As casas usadas pelos sequestradores eram registradas em imobiliárias, onde a quadrilha solicitava as chaves fingindo interesse em alugar o local. Depois de cinco horas, tempo médio do sequestro, a chave era devolvida. "Com o empresário dentro da casa, eles anunciavam o sequestro e exigiam o resgate", explicou Farhat. Então a vítima, acuada sob ameaças de morte e pressão psicólogica, era obrigada a ligar para sua empresa e solicitar um depósito alto em uma conta bancária indicada pelos bandidos.
"Uma mulher era encarregada de emprestar a conta de outras pessoas", comentou o delegado. Esses "laranjas", segundo o policial, não saberiam que suas contas seriam utilizadas para receber dinheiro de origem criminosa.

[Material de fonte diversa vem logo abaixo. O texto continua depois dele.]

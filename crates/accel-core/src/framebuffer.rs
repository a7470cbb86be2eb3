//! RAM framebuffer for the watch display with per-row change tracking.
//!
//! The plotter repaints the whole screen on every frame, but from one frame
//! to the next only a few stems and label glyphs move. Every row remembers
//! the span of columns that changed, and [`FrameBuffer::flush`] sends one
//! short run per touched row, the way line-addressed watch panels are
//! refreshed. Hosts and tests can also read pixels back.

extern crate alloc;

use alloc::vec;
use alloc::vec::Vec;
use core::convert::Infallible;
use embedded_graphics::pixelcolor::Rgb565;
use embedded_graphics::prelude::*;
use embedded_graphics::primitives::{PointsIter, Rectangle};
use log::debug;

use crate::ui::{COLOR_BACKGROUND, DISPLAY_HEIGHT_PX, DISPLAY_WIDTH_PX};

const WIDTH: usize = DISPLAY_WIDTH_PX as usize;
const HEIGHT: usize = DISPLAY_HEIGHT_PX as usize;

/// Inclusive column range changed in one row
#[derive(Debug, Clone, Copy, PartialEq, Eq)]
struct RowSpan {
    first: usize,
    last: usize,
}

impl RowSpan {
    /// Grow `span` (or start one) so it covers column `x`
    fn covering(span: Option<Self>, x: usize) -> Self {
        match span {
            Some(span) => Self {
                first: span.first.min(x),
                last: span.last.max(x),
            },
            None => Self { first: x, last: x },
        }
    }

    fn width(self) -> usize {
        self.last - self.first + 1
    }
}

/// Full-screen `DrawTarget<Color = Rgb565>` kept in RAM.
///
/// 144 x 168 x 2 bytes = 48,384 bytes of pixels plus one span slot per row.
pub struct FrameBuffer {
    pixels: Vec<Rgb565>,
    /// One slot per row, `None` while the row matches the panel
    changed: Vec<Option<RowSpan>>,
}

impl Default for FrameBuffer {
    fn default() -> Self {
        Self::new()
    }
}

impl FrameBuffer {
    /// Allocate a clean buffer filled with the background color
    pub fn new() -> Self {
        Self {
            pixels: vec![COLOR_BACKGROUND; WIDTH * HEIGHT],
            changed: vec![None; HEIGHT],
        }
    }

    #[inline]
    fn write(&mut self, x: usize, y: usize, color: Rgb565) {
        let pixel = &mut self.pixels[y * WIDTH + x];
        if *pixel == color {
            return;
        }

        *pixel = color;
        let span = &mut self.changed[y];
        *span = Some(RowSpan::covering(*span, x));
    }

    /// Color at `point`, `None` outside the screen
    pub fn pixel(&self, point: Point) -> Option<Rgb565> {
        let (x, y) = (usize::try_from(point.x).ok()?, usize::try_from(point.y).ok()?);
        if x >= WIDTH || y >= HEIGHT {
            return None;
        }
        Some(self.pixels[y * WIDTH + x])
    }

    /// Count pixels of `color` inside `area`
    pub fn count_color(&self, area: Rectangle, color: Rgb565) -> usize {
        area.points()
            .filter(|&point| self.pixel(point) == Some(color))
            .count()
    }

    /// Rows with changes waiting to be flushed
    pub fn dirty_rows(&self) -> usize {
        self.changed.iter().flatten().count()
    }

    /// Bounding box of every pending change, if any
    pub fn dirty_area(&self) -> Option<Rectangle> {
        let mut rows = self
            .changed
            .iter()
            .enumerate()
            .filter_map(|(y, span)| span.map(|span| (y, span)));

        let (top, first) = rows.next()?;
        let (left, right, bottom) = rows.fold(
            (first.first, first.last, top),
            |(left, right, _), (y, span)| (left.min(span.first), right.max(span.last), y),
        );

        Some(Rectangle::with_corners(
            Point::new(left as i32, top as i32),
            Point::new(right as i32, bottom as i32),
        ))
    }

    /// Send every changed run to `display` and mark the buffer clean.
    ///
    /// Writes one `fill_contiguous` per changed row; columns outside a row's
    /// span are never sent. On error the rows not yet sent stay pending.
    pub fn flush<D>(&mut self, display: &mut D) -> Result<(), D::Error>
    where
        D: DrawTarget<Color = Rgb565>,
    {
        let mut rows = 0;
        for y in 0..HEIGHT {
            let Some(span) = self.changed[y] else {
                continue;
            };

            let start = y * WIDTH + span.first;
            let run = &self.pixels[start..start + span.width()];
            let area = Rectangle::new(
                Point::new(span.first as i32, y as i32),
                Size::new(span.width() as u32, 1),
            );
            display.fill_contiguous(&area, run.iter().copied())?;

            self.changed[y] = None;
            rows += 1;
        }

        if rows > 0 {
            debug!("Flushed {} changed rows", rows);
        }
        Ok(())
    }
}

impl OriginDimensions for FrameBuffer {
    fn size(&self) -> Size {
        Size::new(WIDTH as u32, HEIGHT as u32)
    }
}

impl DrawTarget for FrameBuffer {
    type Color = Rgb565;
    type Error = Infallible;

    fn draw_iter<I>(&mut self, pixels: I) -> Result<(), Self::Error>
    where
        I: IntoIterator<Item = Pixel<Self::Color>>,
    {
        for Pixel(point, color) in pixels {
            if let (Ok(x), Ok(y)) = (usize::try_from(point.x), usize::try_from(point.y))
                && x < WIDTH
                && y < HEIGHT
            {
                self.write(x, y, color);
            }
        }
        Ok(())
    }

    fn fill_solid(&mut self, area: &Rectangle, color: Self::Color) -> Result<(), Self::Error> {
        // Clipped to the screen, so every point is non-negative and in range.
        let area = area.intersection(&self.bounding_box());
        for point in area.points() {
            self.write(point.x as usize, point.y as usize, color);
        }
        Ok(())
    }

    fn clear(&mut self, color: Self::Color) -> Result<(), Self::Error> {
        self.fill_solid(&self.bounding_box(), color)
    }
}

Como a quantia extorquida chegava a R$ 100 mil, a quadrilha pedia aos donos das contas para avisarem com antecedência seus gerentes bancários sobre um saque de valor alto que seria realizado, o que facilitaria a retirada rápida. No dia do crime, os suspeitos verificavam o depósito e, em seguida, abandonavam a vítima no local.
Um dos presos foi funcionário de várias revendas em Curitiba e é hoje dono de uma pequena loja do ramo. Ele tinha muitas informações sobre a vida pessoal de seus alvos. Até ontem, a polícia registrou sete vítimas na Capital e outra em Santa Catarina. A quadrilha se preparava para cometer outros sequestros em Porto Alegre e São Paulo.
Os presos devem responder por extorsão mediante sequestro. Foram apreendidos dinheiro, celulares, armas e computadores. Nenhum carro. O Núcleo de Repressão a Crimes Econômicos (Nurce) investigará a movimentação financeira da quadrilha. Farhat ressaltou que todo dinheiro conseguido pelos sequestradores era rapidamente gasto.